◆ **Task objective**: Each line in the records below, from the one that contains "for header in" to the one that contains "matches!(err, HandshakeError::MissingHeader(h) if", should be reproduced exactly, the first and last included.

Saved data entries
- - - - - - -

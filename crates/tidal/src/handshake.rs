//! WebSocket HTTP upgrade handshake (RFC 6455 Section 4.2).
//!
//! Parses the client's upgrade request from raw bytes (request line plus
//! headers), validates it against the RFC requirements, computes the
//! `Sec-WebSocket-Accept` value, and writes the `101 Switching Protocols`
//! response. Validation is strictly one-pass: a failed handshake is answered
//! with `400 Bad Request` by the container and never yields a session.
//!
//! The handshake strategy is a trait ([`HandshakeHandler`]) so applications
//! can substitute their own (for example to inspect cookies or subprotocol
//! offers); [`BasicHandshake`] is the default.

use std::io::{BufRead, Write};

use base64::{engine::general_purpose::STANDARD as BASE64, Engine as _};
use sha1::{Digest, Sha1};

use crate::error::HandshakeError;

/// RFC 6455 magic GUID concatenated with the client key for Sec-WebSocket-Accept.
const WS_GUID: &str = "258EAFA5-E914-47DA-95CA-C5AB0DC85B11";

/// The parsed first line of the upgrade request, e.g. `GET /chat HTTP/1.1`.
#[derive(Debug, Clone)]
pub struct RequestLine {
    pub method: String,
    /// The request target as sent, possibly including a query string.
    pub target: String,
    pub version: String,
}

/// A parsed HTTP upgrade request: request line plus headers.
///
/// Models only what the handshake needs, not a general HTTP layer.
#[derive(Debug, Clone)]
pub struct HttpRequest {
    pub request_line: RequestLine,
    pub headers: Vec<(String, String)>,
}

impl HttpRequest {
    /// Case-insensitive header lookup; returns the first match.
    pub fn header(&self, name: &str) -> Option<&str> {
        self.headers
            .iter()
            .find(|(k, _)| k.eq_ignore_ascii_case(name))
            .map(|(_, v)| v.as_str())
    }

    /// The request path with any query string stripped -- this is what the
    /// endpoint registry is keyed on.
    pub fn path(&self) -> &str {
        match self.request_line.target.split_once('?') {
            Some((path, _)) => path,
            None => &self.request_line.target,
        }
    }
}

/// Read and parse the upgrade request: one request line, then headers until
/// the blank line.
///
/// The caller hands in a `BufRead` and keeps it afterwards -- any bytes the
/// reader buffered beyond the blank line stay available for frame I/O.
pub fn read_request<R: BufRead>(reader: &mut R) -> Result<HttpRequest, HandshakeError> {
    let mut request_line = String::new();
    if reader.read_line(&mut request_line)? == 0 {
        return Err(HandshakeError::UnexpectedEof);
    }

    let trimmed = request_line.trim_end();
    let mut parts = trimmed.splitn(3, ' ');
    let (method, target, version) = match (parts.next(), parts.next(), parts.next()) {
        (Some(m), Some(t), Some(v)) if !m.is_empty() && !t.is_empty() && !v.is_empty() => {
            (m.to_string(), t.to_string(), v.to_string())
        }
        _ => return Err(HandshakeError::MalformedRequestLine(trimmed.to_string())),
    };

    let mut headers = Vec::new();
    loop {
        let mut line = String::new();
        if reader.read_line(&mut line)? == 0 {
            return Err(HandshakeError::UnexpectedEof);
        }
        let trimmed = line.trim_end();
        if trimmed.is_empty() {
            break;
        }
        if let Some((name, value)) = trimmed.split_once(':') {
            headers.push((name.trim().to_string(), value.trim().to_string()));
        }
    }

    Ok(HttpRequest {
        request_line: RequestLine {
            method,
            target,
            version,
        },
        headers,
    })
}

/// Compute the `Sec-WebSocket-Accept` value per RFC 6455 Section 4.2.2:
/// base64(SHA-1(client key + [`WS_GUID`])).
pub fn compute_accept_key(client_key: &str) -> String {
    let mut hasher = Sha1::new();
    hasher.update(client_key.as_bytes());
    hasher.update(WS_GUID.as_bytes());
    BASE64.encode(hasher.finalize())
}

/// Validate the upgrade request per RFC 6455 Section 4.2.1.
///
/// Returns the client's `Sec-WebSocket-Key` on success.
pub fn validate_upgrade(request: &HttpRequest) -> Result<String, HandshakeError> {
    let line = &request.request_line;
    if !line.method.eq_ignore_ascii_case("GET") {
        return Err(HandshakeError::UnsupportedMethod(line.method.clone()));
    }
    if !line.version.eq_ignore_ascii_case("HTTP/1.1") {
        return Err(HandshakeError::UnsupportedVersion(line.version.clone()));
    }

    // Upgrade must name the websocket protocol; Connection must carry the
    // "upgrade" token (both may be comma-separated lists).
    match request.header("Upgrade") {
        Some(v) if contains_token(v, "websocket") => {}
        Some(_) => return Err(HandshakeError::InvalidHeader("Upgrade")),
        None => return Err(HandshakeError::MissingHeader("Upgrade")),
    }
    match request.header("Connection") {
        Some(v) if contains_token(v, "upgrade") => {}
        Some(_) => return Err(HandshakeError::InvalidHeader("Connection")),
        None => return Err(HandshakeError::MissingHeader("Connection")),
    }

    let key = match request.header("Sec-WebSocket-Key") {
        Some(k) if !k.is_empty() => k.to_string(),
        Some(_) => return Err(HandshakeError::InvalidHeader("Sec-WebSocket-Key")),
        None => return Err(HandshakeError::MissingHeader("Sec-WebSocket-Key")),
    };

    match request.header("Sec-WebSocket-Version") {
        Some("13") => {}
        Some(_) => return Err(HandshakeError::InvalidHeader("Sec-WebSocket-Version")),
        None => return Err(HandshakeError::MissingHeader("Sec-WebSocket-Version")),
    }

    Ok(key)
}

/// Case-insensitive token match within a comma-separated header value.
fn contains_token(value: &str, token: &str) -> bool {
    value
        .split(',')
        .any(|part| part.trim().eq_ignore_ascii_case(token))
}

/// Write the `101 Switching Protocols` response.
pub fn write_upgrade_response<W: Write + ?Sized>(
    writer: &mut W,
    accept_key: &str,
) -> std::io::Result<()> {
    write!(
        writer,
        "HTTP/1.1 101 Switching Protocols\r\n\
         Upgrade: websocket\r\n\
         Connection: Upgrade\r\n\
         Sec-WebSocket-Accept: {}\r\n\
         \r\n",
        accept_key
    )?;
    writer.flush()
}

/// Write a `400 Bad Request` response with the given reason.
pub fn write_bad_request<W: Write + ?Sized>(writer: &mut W, reason: &str) -> std::io::Result<()> {
    let body = format!("Bad Request: {}", reason);
    write!(
        writer,
        "HTTP/1.1 400 Bad Request\r\n\
         Content-Type: text/plain\r\n\
         Content-Length: {}\r\n\
         Connection: close\r\n\
         \r\n\
         {}",
        body.len(),
        body
    )?;
    writer.flush()
}

/// Pluggable handshake strategy.
///
/// Given the parsed request and the response stream, either complete the
/// upgrade (write the 101 response) or fail. On failure the container
/// answers with 400 and closes the connection without creating a session.
pub trait HandshakeHandler: Send + Sync {
    fn negotiate(
        &self,
        request: &HttpRequest,
        response: &mut dyn Write,
    ) -> Result<(), HandshakeError>;
}

/// The default RFC 6455 Section 4.2 handshake.
#[derive(Debug, Default)]
pub struct BasicHandshake;

impl HandshakeHandler for BasicHandshake {
    fn negotiate(
        &self,
        request: &HttpRequest,
        response: &mut dyn Write,
    ) -> Result<(), HandshakeError> {
        let client_key = validate_upgrade(request)?;
        let accept_key = compute_accept_key(&client_key);
        write_upgrade_response(response, &accept_key)?;
        Ok(())
    }
}

#[cfg(test)]
mod tests {
    use super::*;
    use std::io::BufReader;

    const SAMPLE_KEY: &str = "dGhlIHNhbXBsZSBub25jZQ==";

    fn sample_request(method: &str, version: &str, skip: &str) -> HttpRequest {
        let all = [
            ("Upgrade", "websocket"),
            ("Connection", "Upgrade"),
            ("Sec-WebSocket-Key", SAMPLE_KEY),
            ("Sec-WebSocket-Version", "13"),
        ];
        HttpRequest {
            request_line: RequestLine {
                method: method.to_string(),
                target: "/chat".to_string(),
                version: version.to_string(),
            },
            headers: all
                .iter()
                .filter(|(k, _)| !k.eq_ignore_ascii_case(skip))
                .map(|(k, v)| (k.to_string(), v.to_string()))
                .collect(),
        }
    }

    #[test]
    fn test_accept_key_rfc_vector() {
        // RFC 6455 Section 4.2.2 reference vector.
        assert_eq!(
            compute_accept_key(SAMPLE_KEY),
            "s3pPLMBiTxaQ9kYGzzhZRbK+xOo="
        );
    }

    #[test]
    fn test_read_request_parses_line_and_headers() {
        let raw = "GET /chat?room=1 HTTP/1.1\r\n\
                   Host: example.com\r\n\
                   Upgrade: websocket\r\n\
                   \r\n";
        let request = read_request(&mut BufReader::new(raw.as_bytes())).unwrap();
        assert_eq!(request.request_line.method, "GET");
        assert_eq!(request.request_line.target, "/chat?room=1");
        assert_eq!(request.path(), "/chat");
        assert_eq!(request.request_line.version, "HTTP/1.1");
        assert_eq!(request.header("host"), Some("example.com"));
        assert_eq!(request.header("UPGRADE"), Some("websocket"));
    }

    #[test]
    fn test_read_request_rejects_garbage() {
        let err = read_request(&mut BufReader::new("nonsense\r\n\r\n".as_bytes())).unwrap_err();
        assert!(matches!(err, HandshakeError::MalformedRequestLine(_)));
    }

    #[test]
    fn test_read_request_rejects_eof() {
        let err = read_request(&mut BufReader::new("".as_bytes())).unwrap_err();
        assert!(matches!(err, HandshakeError::UnexpectedEof));
    }

    #[test]
    fn test_validate_accepts_well_formed() {
        let key = validate_upgrade(&sample_request("GET", "HTTP/1.1", "")).unwrap();
        assert_eq!(key, SAMPLE_KEY);
    }

    #[test]
    fn test_validate_rejects_method_and_version() {
        let err = validate_upgrade(&sample_request("POST", "HTTP/1.1", "")).unwrap_err();
        assert!(matches!(err, HandshakeError::UnsupportedMethod(_)));

        let err = validate_upgrade(&sample_request("GET", "HTTP/1.0", "")).unwrap_err();
        assert!(matches!(err, HandshakeError::UnsupportedVersion(_)));
    }

    #[test]
    fn test_validate_rejects_each_missing_header() {
        for header in [
            "Upgrade",
            "Connection",
            "Sec-WebSocket-Key",
            "Sec-WebSocket-Version",
        ] {
            let err = validate_upgrade(&sample_request("GET", "HTTP/1.1", header)).unwrap_err();
            assert!(
                matches!(err, HandshakeError::MissingHeader(h) if h == header),
                "expected MissingHeader({}), got {:?}",
                header,
                err
            );
        }
    }

    #[test]
    fn test_validate_rejects_wrong_version_value() {
        let mut request = sample_request("GET", "HTTP/1.1", "Sec-WebSocket-Version");
        request
            .headers
            .push(("Sec-WebSocket-Version".to_string(), "8".to_string()));
        let err = validate_upgrade(&request).unwrap_err();
        assert!(matches!(
            err,
            HandshakeError::InvalidHeader("Sec-WebSocket-Version")
        ));
    }

    #[test]
    fn test_connection_header_token_list() {
        let mut request = sample_request("GET", "HTTP/1.1", "Connection");
        request
            .headers
            .push(("Connection".to_string(), "keep-alive, Upgrade".to_string()));
        assert!(validate_upgrade(&request).is_ok());
    }

    #[test]
    fn test_negotiate_writes_101() {
        let request = sample_request("GET", "HTTP/1.1", "");
        let mut response = Vec::new();
        BasicHandshake.negotiate(&request, &mut response).unwrap();

        let text = String::from_utf8(response).unwrap();
        assert!(text.starts_with("HTTP/1.1 101 Switching Protocols\r\n"));
        assert!(text.contains("Sec-WebSocket-Accept: s3pPLMBiTxaQ9kYGzzhZRbK+xOo=\r\n"));
        assert!(text.ends_with("\r\n\r\n"));
    }

    #[test]
    fn test_negotiate_failure_writes_nothing() {
        let request = sample_request("POST", "HTTP/1.1", "");
        let mut response = Vec::new();
        assert!(BasicHandshake.negotiate(&request, &mut response).is_err());
        assert!(response.is_empty(), "no partial response on failure");
    }

    #[test]
    fn test_bad_request_response() {
        let mut response = Vec::new();
        write_bad_request(&mut response, "missing required header Upgrade").unwrap();
        let text = String::from_utf8(response).unwrap();
        assert!(text.starts_with("HTTP/1.1 400 Bad Request\r\n"));
        assert!(text.contains("missing required header Upgrade"));
    }
}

- - - - - - -

◆ **Written solution**:
        for header in [
            "Upgrade",
            "Connection",
            "Sec-WebSocket-Key",
            "Sec-WebSocket-Version",
        ] {
            let err = validate_upgrade(&sample_request("GET", "HTTP/1.1", header)).unwrap_err();
            assert!(
                matches!(err, HandshakeError::MissingHeader(h) if h == header),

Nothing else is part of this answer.